EXERCISE:
Every entry below needs to be repeated exactly.

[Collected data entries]
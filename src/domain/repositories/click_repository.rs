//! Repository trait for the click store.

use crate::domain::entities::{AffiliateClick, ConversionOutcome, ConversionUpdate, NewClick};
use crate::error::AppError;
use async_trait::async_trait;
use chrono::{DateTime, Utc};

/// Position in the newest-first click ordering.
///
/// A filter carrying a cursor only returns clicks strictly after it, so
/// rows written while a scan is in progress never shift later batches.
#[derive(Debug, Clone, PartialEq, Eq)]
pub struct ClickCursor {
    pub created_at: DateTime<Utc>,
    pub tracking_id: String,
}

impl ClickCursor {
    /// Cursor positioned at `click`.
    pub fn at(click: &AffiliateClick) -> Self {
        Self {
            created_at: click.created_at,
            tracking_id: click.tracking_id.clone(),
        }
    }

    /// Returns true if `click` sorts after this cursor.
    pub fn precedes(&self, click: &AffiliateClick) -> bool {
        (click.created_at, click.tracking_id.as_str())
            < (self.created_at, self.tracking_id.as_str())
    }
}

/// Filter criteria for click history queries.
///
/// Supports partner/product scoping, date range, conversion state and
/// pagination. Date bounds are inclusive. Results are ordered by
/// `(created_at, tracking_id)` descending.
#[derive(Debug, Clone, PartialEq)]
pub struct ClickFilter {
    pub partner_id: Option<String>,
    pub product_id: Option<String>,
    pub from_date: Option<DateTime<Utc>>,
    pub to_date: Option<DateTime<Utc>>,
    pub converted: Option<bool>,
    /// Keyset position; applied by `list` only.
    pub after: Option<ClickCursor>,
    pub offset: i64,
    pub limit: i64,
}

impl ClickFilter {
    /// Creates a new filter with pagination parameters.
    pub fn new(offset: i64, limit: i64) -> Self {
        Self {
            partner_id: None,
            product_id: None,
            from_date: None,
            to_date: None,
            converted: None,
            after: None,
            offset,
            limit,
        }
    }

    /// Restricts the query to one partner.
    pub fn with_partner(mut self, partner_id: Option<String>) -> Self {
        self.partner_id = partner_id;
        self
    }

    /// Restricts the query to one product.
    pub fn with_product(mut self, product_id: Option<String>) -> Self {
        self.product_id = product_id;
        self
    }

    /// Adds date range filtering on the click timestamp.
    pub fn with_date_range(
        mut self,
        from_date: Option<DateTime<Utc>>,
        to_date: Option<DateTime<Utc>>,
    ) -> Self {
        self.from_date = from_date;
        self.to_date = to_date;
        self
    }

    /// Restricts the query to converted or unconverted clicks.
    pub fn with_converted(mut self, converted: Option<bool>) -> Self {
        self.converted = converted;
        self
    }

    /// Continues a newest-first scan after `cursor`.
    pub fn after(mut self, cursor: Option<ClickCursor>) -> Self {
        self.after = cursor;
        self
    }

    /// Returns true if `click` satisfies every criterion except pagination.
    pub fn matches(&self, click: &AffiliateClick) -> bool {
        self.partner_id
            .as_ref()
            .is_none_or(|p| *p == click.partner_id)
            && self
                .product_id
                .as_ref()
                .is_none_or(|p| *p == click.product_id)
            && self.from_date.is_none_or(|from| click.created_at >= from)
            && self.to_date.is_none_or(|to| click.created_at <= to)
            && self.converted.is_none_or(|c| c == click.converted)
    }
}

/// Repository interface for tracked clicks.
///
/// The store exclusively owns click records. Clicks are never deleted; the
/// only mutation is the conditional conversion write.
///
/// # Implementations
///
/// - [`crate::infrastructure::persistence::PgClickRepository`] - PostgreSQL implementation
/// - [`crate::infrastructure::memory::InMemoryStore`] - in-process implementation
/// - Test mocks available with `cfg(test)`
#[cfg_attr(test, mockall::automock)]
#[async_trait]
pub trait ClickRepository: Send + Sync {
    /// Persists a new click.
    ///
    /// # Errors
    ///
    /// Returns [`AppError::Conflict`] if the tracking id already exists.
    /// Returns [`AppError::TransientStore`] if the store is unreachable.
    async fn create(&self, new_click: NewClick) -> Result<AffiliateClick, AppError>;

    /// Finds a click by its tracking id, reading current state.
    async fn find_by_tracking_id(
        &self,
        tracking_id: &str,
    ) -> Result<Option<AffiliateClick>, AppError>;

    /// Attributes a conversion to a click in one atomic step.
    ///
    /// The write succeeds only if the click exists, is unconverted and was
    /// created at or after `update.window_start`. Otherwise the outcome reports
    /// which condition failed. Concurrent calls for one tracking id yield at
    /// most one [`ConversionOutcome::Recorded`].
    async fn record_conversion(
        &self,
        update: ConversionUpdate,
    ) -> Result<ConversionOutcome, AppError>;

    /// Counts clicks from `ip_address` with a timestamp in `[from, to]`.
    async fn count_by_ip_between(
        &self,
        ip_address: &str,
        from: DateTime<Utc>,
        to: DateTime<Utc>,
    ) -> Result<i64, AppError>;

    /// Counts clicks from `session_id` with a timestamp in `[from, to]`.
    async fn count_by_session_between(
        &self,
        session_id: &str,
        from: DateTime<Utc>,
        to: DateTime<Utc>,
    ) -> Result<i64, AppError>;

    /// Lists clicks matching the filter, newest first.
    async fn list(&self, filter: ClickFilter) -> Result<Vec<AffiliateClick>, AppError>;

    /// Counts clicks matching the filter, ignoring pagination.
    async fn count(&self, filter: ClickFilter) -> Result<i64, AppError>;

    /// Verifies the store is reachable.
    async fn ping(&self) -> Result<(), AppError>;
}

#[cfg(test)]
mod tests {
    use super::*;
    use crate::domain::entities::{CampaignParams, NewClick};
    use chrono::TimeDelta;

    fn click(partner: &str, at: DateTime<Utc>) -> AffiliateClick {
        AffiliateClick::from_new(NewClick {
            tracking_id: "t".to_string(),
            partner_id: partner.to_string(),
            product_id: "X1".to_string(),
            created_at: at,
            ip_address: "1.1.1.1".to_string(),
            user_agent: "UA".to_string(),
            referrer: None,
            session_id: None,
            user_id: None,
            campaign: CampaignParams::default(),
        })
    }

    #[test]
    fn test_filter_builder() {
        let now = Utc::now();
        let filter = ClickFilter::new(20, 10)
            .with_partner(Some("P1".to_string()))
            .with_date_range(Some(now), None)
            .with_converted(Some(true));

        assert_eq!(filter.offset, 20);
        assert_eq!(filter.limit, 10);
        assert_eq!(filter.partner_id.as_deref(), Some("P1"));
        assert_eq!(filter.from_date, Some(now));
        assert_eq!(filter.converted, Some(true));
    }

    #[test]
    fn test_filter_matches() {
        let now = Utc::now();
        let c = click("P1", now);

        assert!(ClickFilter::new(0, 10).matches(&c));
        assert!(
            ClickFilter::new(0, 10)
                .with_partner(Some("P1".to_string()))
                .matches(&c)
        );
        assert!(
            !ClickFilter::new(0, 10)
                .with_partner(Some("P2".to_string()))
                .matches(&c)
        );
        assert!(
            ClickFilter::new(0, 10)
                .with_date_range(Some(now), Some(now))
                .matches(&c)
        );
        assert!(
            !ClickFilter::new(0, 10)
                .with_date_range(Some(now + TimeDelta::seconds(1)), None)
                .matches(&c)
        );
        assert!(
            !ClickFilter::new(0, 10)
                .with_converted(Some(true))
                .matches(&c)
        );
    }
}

SOLUTION FOR THIS TASK:
filename src/domain/repositories/click_repository.rs
//! Repository trait for the click store.

use crate::domain::entities::{AffiliateClick, ConversionOutcome, ConversionUpdate, NewClick};
use crate::error::AppError;
use async_trait::async_trait;
use chrono::{DateTime, Utc};

/// Position in the newest-first click ordering.
///
/// A filter carrying a cursor only returns clicks strictly after it, so
/// rows written while a scan is in progress never shift later batches.
#[derive(Debug, Clone, PartialEq, Eq)]
pub struct ClickCursor {
    pub created_at: DateTime<Utc>,
    pub tracking_id: String,
}

impl ClickCursor {
    /// Cursor positioned at `click`.
    pub fn at(click: &AffiliateClick) -> Self {
        Self {
            created_at: click.created_at,
            tracking_id: click.tracking_id.clone(),
        }
    }

    /// Returns true if `click` sorts after this cursor.
    pub fn precedes(&self, click: &AffiliateClick) -> bool {
        (click.created_at, click.tracking_id.as_str())
            < (self.created_at, self.tracking_id.as_str())
    }
}

/// Filter criteria for click history queries.
///
/// Supports partner/product scoping, date range, conversion state and
/// pagination. Date bounds are inclusive. Results are ordered by
/// `(created_at, tracking_id)` descending.
#[derive(Debug, Clone, PartialEq)]
pub struct ClickFilter {
    pub partner_id: Option<String>,
    pub product_id: Option<String>,
    pub from_date: Option<DateTime<Utc>>,
    pub to_date: Option<DateTime<Utc>>,
    pub converted: Option<bool>,
    /// Keyset position; applied by `list` only.
    pub after: Option<ClickCursor>,
    pub offset: i64,
    pub limit: i64,
}

impl ClickFilter {
    /// Creates a new filter with pagination parameters.
    pub fn new(offset: i64, limit: i64) -> Self {
        Self {
            partner_id: None,
            product_id: None,
            from_date: None,
            to_date: None,
            converted: None,
            after: None,
            offset,
            limit,
        }
    }

    /// Restricts the query to one partner.
    pub fn with_partner(mut self, partner_id: Option<String>) -> Self {
        self.partner_id = partner_id;
        self
    }

    /// Restricts the query to one product.
    pub fn with_product(mut self, product_id: Option<String>) -> Self {
        self.product_id = product_id;
        self
    }

    /// Adds date range filtering on the click timestamp.
    pub fn with_date_range(
        mut self,
        from_date: Option<DateTime<Utc>>,
        to_date: Option<DateTime<Utc>>,
    ) -> Self {
        self.from_date = from_date;
        self.to_date = to_date;
        self
    }

    /// Restricts the query to converted or unconverted clicks.
    pub fn with_converted(mut self, converted: Option<bool>) -> Self {
        self.converted = converted;
        self
    }

    /// Continues a newest-first scan after `cursor`.
    pub fn after(mut self, cursor: Option<ClickCursor>) -> Self {
        self.after = cursor;
        self
    }

    /// Returns true if `click` satisfies every criterion except pagination.
    pub fn matches(&self, click: &AffiliateClick) -> bool {
        self.partner_id
            .as_ref()
            .is_none_or(|p| *p == click.partner_id)
            && self
                .product_id
                .as_ref()
                .is_none_or(|p| *p == click.product_id)
            && self.from_date.is_none_or(|from| click.created_at >= from)
            && self.to_date.is_none_or(|to| click.created_at <= to)
            && self.converted.is_none_or(|c| c == click.converted)
    }
}

/// Repository interface for tracked clicks.
///
/// The store exclusively owns click records. Clicks are never deleted; the
/// only mutation is the conditional conversion write.
///
/// # Implementations
///
/// - [`crate::infrastructure::persistence::PgClickRepository`] - PostgreSQL implementation
/// - [`crate::infrastructure::memory::InMemoryStore`] - in-process implementation
/// - Test mocks available with `cfg(test)`
#[cfg_attr(test, mockall::automock)]
#[async_trait]
pub trait ClickRepository: Send + Sync {
    /// Persists a new click.
    ///
    /// # Errors
    ///
    /// Returns [`AppError::Conflict`] if the tracking id already exists.
    /// Returns [`AppError::TransientStore`] if the store is unreachable.
    async fn create(&self, new_click: NewClick) -> Result<AffiliateClick, AppError>;

    /// Finds a click by its tracking id, reading current state.
    async fn find_by_tracking_id(
        &self,
        tracking_id: &str,
    ) -> Result<Option<AffiliateClick>, AppError>;

    /// Attributes a conversion to a click in one atomic step.
    ///
    /// The write succeeds only if the click exists, is unconverted and was
    /// created at or after `update.window_start`. Otherwise the outcome reports
    /// which condition failed. Concurrent calls for one tracking id yield at
    /// most one [`ConversionOutcome::Recorded`].
    async fn record_conversion(
        &self,
        update: ConversionUpdate,
    ) -> Result<ConversionOutcome, AppError>;

    /// Counts clicks from `ip_address` with a timestamp in `[from, to]`.
    async fn count_by_ip_between(
        &self,
        ip_address: &str,
        from: DateTime<Utc>,
        to: DateTime<Utc>,
    ) -> Result<i64, AppError>;

    /// Counts clicks from `session_id` with a timestamp in `[from, to]`.
    async fn count_by_session_between(
        &self,
        session_id: &str,
        from: DateTime<Utc>,
        to: DateTime<Utc>,
    ) -> Result<i64, AppError>;

    /// Lists clicks matching the filter, newest first.
    async fn list(&self, filter: ClickFilter) -> Result<Vec<AffiliateClick>, AppError>;

    /// Counts clicks matching the filter, ignoring pagination.
    async fn count(&self, filter: ClickFilter) -> Result<i64, AppError>;

    /// Verifies the store is reachable.
    async fn ping(&self) -> Result<(), AppError>;
}

#[cfg(test)]
mod tests {
    use super::*;
    use crate::domain::entities::{CampaignParams, NewClick};
    use chrono::TimeDelta;

    fn click(partner: &str, at: DateTime<Utc>) -> AffiliateClick {
        AffiliateClick::from_new(NewClick {
            tracking_id: "t".to_string(),
            partner_id: partner.to_string(),
            product_id: "X1".to_string(),
            created_at: at,
            ip_address: "1.1.1.1".to_string(),
            user_agent: "UA".to_string(),
            referrer: None,
            session_id: None,
            user_id: None,
            campaign: CampaignParams::default(),
        })
    }

    #[test]
    fn test_filter_builder() {
        let now = Utc::now();
        let filter = ClickFilter::new(20, 10)
            .with_partner(Some("P1".to_string()))
            .with_date_range(Some(now), None)
            .with_converted(Some(true));

        assert_eq!(filter.offset, 20);
        assert_eq!(filter.limit, 10);
        assert_eq!(filter.partner_id.as_deref(), Some("P1"));
        assert_eq!(filter.from_date, Some(now));
        assert_eq!(filter.converted, Some(true));
    }

    #[test]
    fn test_filter_matches() {
        let now = Utc::now();
        let c = click("P1", now);

        assert!(ClickFilter::new(0, 10).matches(&c));
        assert!(
            ClickFilter::new(0, 10)
                .with_partner(Some("P1".to_string()))
                .matches(&c)
        );
        assert!(
            !ClickFilter::new(0, 10)
                .with_partner(Some("P2".to_string()))
                .matches(&c)
        );
        assert!(
            ClickFilter::new(0, 10)
                .with_date_range(Some(now), Some(now))
                .matches(&c)
        );
        assert!(
            !ClickFilter::new(0, 10)
                .with_date_range(Some(now + TimeDelta::seconds(1)), None)
                .matches(&c)
        );
        assert!(
            !ClickFilter::new(0, 10)
                .with_converted(Some(true))
                .matches(&c)
        );
    }
}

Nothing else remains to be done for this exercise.